President Tito's health was officially reported to have worsened today, raising fears that his life may be in imminent danger.
Doctors attending the 87-year-old Yugoslav leader reported that he was undergoing intensive medical treatment following a futher weakening of his kidneys and heart. The complications developed three weeks after his left leg was amputated.
As Yugoslavs braced themselves for a possible transition to the post-Tito era, the country's top political and military leaders met in emergency session to review defense arrangements. Yugoslavia broke away from the Soviet Bloc in 1948, and senior officials have made clear that after Tito's death they intend to continue his policy of strict nonalignment in world affairs.
Unitl last Sunday it had been assumed that Tito -- the last survivor of the World War II generation of charismatic leaders -- was making a spectacular recovery from two major operations on his leg. In the last four days, his condition has been reported steadily worsening.
Tonight's bulletin, issued on nationwide television news, reported: "In the course of today, the general condition of President of the Republic, Josip Broz Tito has worsened. A further weakening in the functions of the kidneys and the heart has developed. Intensive measures are being undertaken."
The bulletin was signed by the council of eight Yugoslav professors of medicine who have been responsible for the president's treatment since he entered the clinic in Ljubljana, in northwestern Yugoslavia, just over a month ago. It is the best equipped clinic for heart treatment in the country.

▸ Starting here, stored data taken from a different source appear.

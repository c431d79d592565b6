//! Trailing-debounce flag behind the "press any key" label

use keyburst_particles::Trigger;
use std::time::{Duration, Instant};

pub const DEFAULT_DEBOUNCE: Duration = Duration::from_millis(2000);

/// Turns on with each trigger and off once no trigger has arrived for `debounce`.
///
/// With `ignore_first`, the very first value observed (the host pushes `None`
/// when the window comes up) does not switch the label on.
#[derive(Debug, Clone)]
pub struct IdleLabel {
    debounce: Duration,
    ignore_first: bool,
    seen_first: bool,
    active: bool,
    deadline: Option<Instant>,
}

impl Default for IdleLabel {
    fn default() -> Self {
        Self::new(DEFAULT_DEBOUNCE, true)
    }
}

impl IdleLabel {
    pub fn new(debounce: Duration, ignore_first: bool) -> Self {
        Self {
            debounce,
            ignore_first,
            seen_first: false,
            active: false,
            deadline: None,
        }
    }

    /// Feed a trigger value observed at `now`
    pub fn on_value(&mut self, value: Option<&Trigger>, now: Instant) {
        let first = !self.seen_first;
        self.seen_first = true;
        if first && self.ignore_first {
            return;
        }
        if value.is_none() {
            return;
        }
        self.active = true;
        self.deadline = Some(now + self.debounce);
    }

    /// Expire the flag if the debounce window has passed, returning the current state
    pub fn poll(&mut self, now: Instant) -> bool {
        if let Some(deadline) = self.deadline {
            if now >= deadline {
                self.active = false;
                self.deadline = None;
            }
        }
        self.active
    }

    pub fn is_active(&self) -> bool {
        self.active
    }

    pub fn debounce(&self) -> Duration {
        self.debounce
    }
}

#[cfg(test)]
mod tests {
    use super::*;

    fn key() -> Trigger {
        Trigger::new("a")
    }

    #[test]
    fn starts_inactive() {
        let mut label = IdleLabel::default();
        assert!(!label.poll(Instant::now()));
        assert_eq!(label.debounce(), Duration::from_millis(2000));
    }

    #[test]
    fn first_value_ignored() {
        let mut label = IdleLabel::default();
        let t0 = Instant::now();
        label.on_value(None, t0);
        assert!(!label.poll(t0));

        label.on_value(Some(&key()), t0);
        assert!(label.poll(t0));
    }

    #[test]
    fn first_trigger_ignored_when_no_mount_value() {
        let mut label = IdleLabel::default();
        let t0 = Instant::now();
        label.on_value(Some(&key()), t0);
        assert!(!label.poll(t0));
        label.on_value(Some(&key()), t0);
        assert!(label.poll(t0));
    }

    #[test]
    fn without_ignore_first_the_first_trigger_counts() {
        let mut label = IdleLabel::new(DEFAULT_DEBOUNCE, false);
        let t0 = Instant::now();
        label.on_value(Some(&key()), t0);
        assert!(label.is_active());
    }

    #[test]
    fn turns_off_after_quiet_period() {
        let mut label = IdleLabel::new(Duration::from_millis(2000), false);
        let t0 = Instant::now();
        label.on_value(Some(&key()), t0);

        assert!(label.poll(t0 + Duration::from_millis(1999)));
        assert!(!label.poll(t0 + Duration::from_millis(2000)));
    }

    #[test]
    fn new_trigger_restarts_window() {
        let mut label = IdleLabel::new(Duration::from_millis(2000), false);
        let t0 = Instant::now();
        label.on_value(Some(&key()), t0);
        label.on_value(Some(&key()), t0 + Duration::from_millis(1500));

        assert!(label.poll(t0 + Duration::from_millis(3000)));
        assert!(!label.poll(t0 + Duration::from_millis(3500)));
    }
}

Western diplomats here with access to official sources believe that President Tito's vital organs are in a final stage of deterioration. But they stress that it is impossibile to predict how long he might survive in this condition in view of modern medical techniques.
Tito, however, is believed to have nowish for his life to be prolonged by artificial means and was reportedly initially opposed to the amputation of his leg on Jan. 20.

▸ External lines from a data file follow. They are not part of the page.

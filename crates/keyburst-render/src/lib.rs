//! Keyburst Render - wgpu point-sprite renderer
//!
//! Draws the particle pool as round additive sprites with a single instanced
//! draw call, viewed through a fixed perspective camera that the engine's
//! shake perturbs.

mod camera;
mod context;
pub mod particle_pipeline;

pub use camera::Camera;
pub use context::{RenderContext, RenderError};
pub use particle_pipeline::{ParticlePipeline, ParticleUniforms, PARTICLE_SHADER};

/// Depth buffer format shared by the context and the pipeline
pub const DEPTH_FORMAT: wgpu::TextureFormat = wgpu::TextureFormat::Depth32Float;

Tito, who has ruled this Balkan country of 22 million people for the last 35 years, has refused to designate a successor. According to the constitution, on his death the functions of head of state and president of the Yugoslav League of Communists will be taken over by collective leadership composed of representatives of each of Yugoslavia's different nationalities.
Despite rising concern for the President's health, Yugoslav officials sought to project an image of "business as usual" in line with their claim that the political situation in Yugoslavia is at present very stable. The prime minister, Veselin Djuranovic, went ahead with a scheduled visit to East Germany.
The office of the prime minister, however, is not as important in Yugoslavia as in some other European countries. President Tito's key military and political aides have remained in Yugoslavia throughout his illness.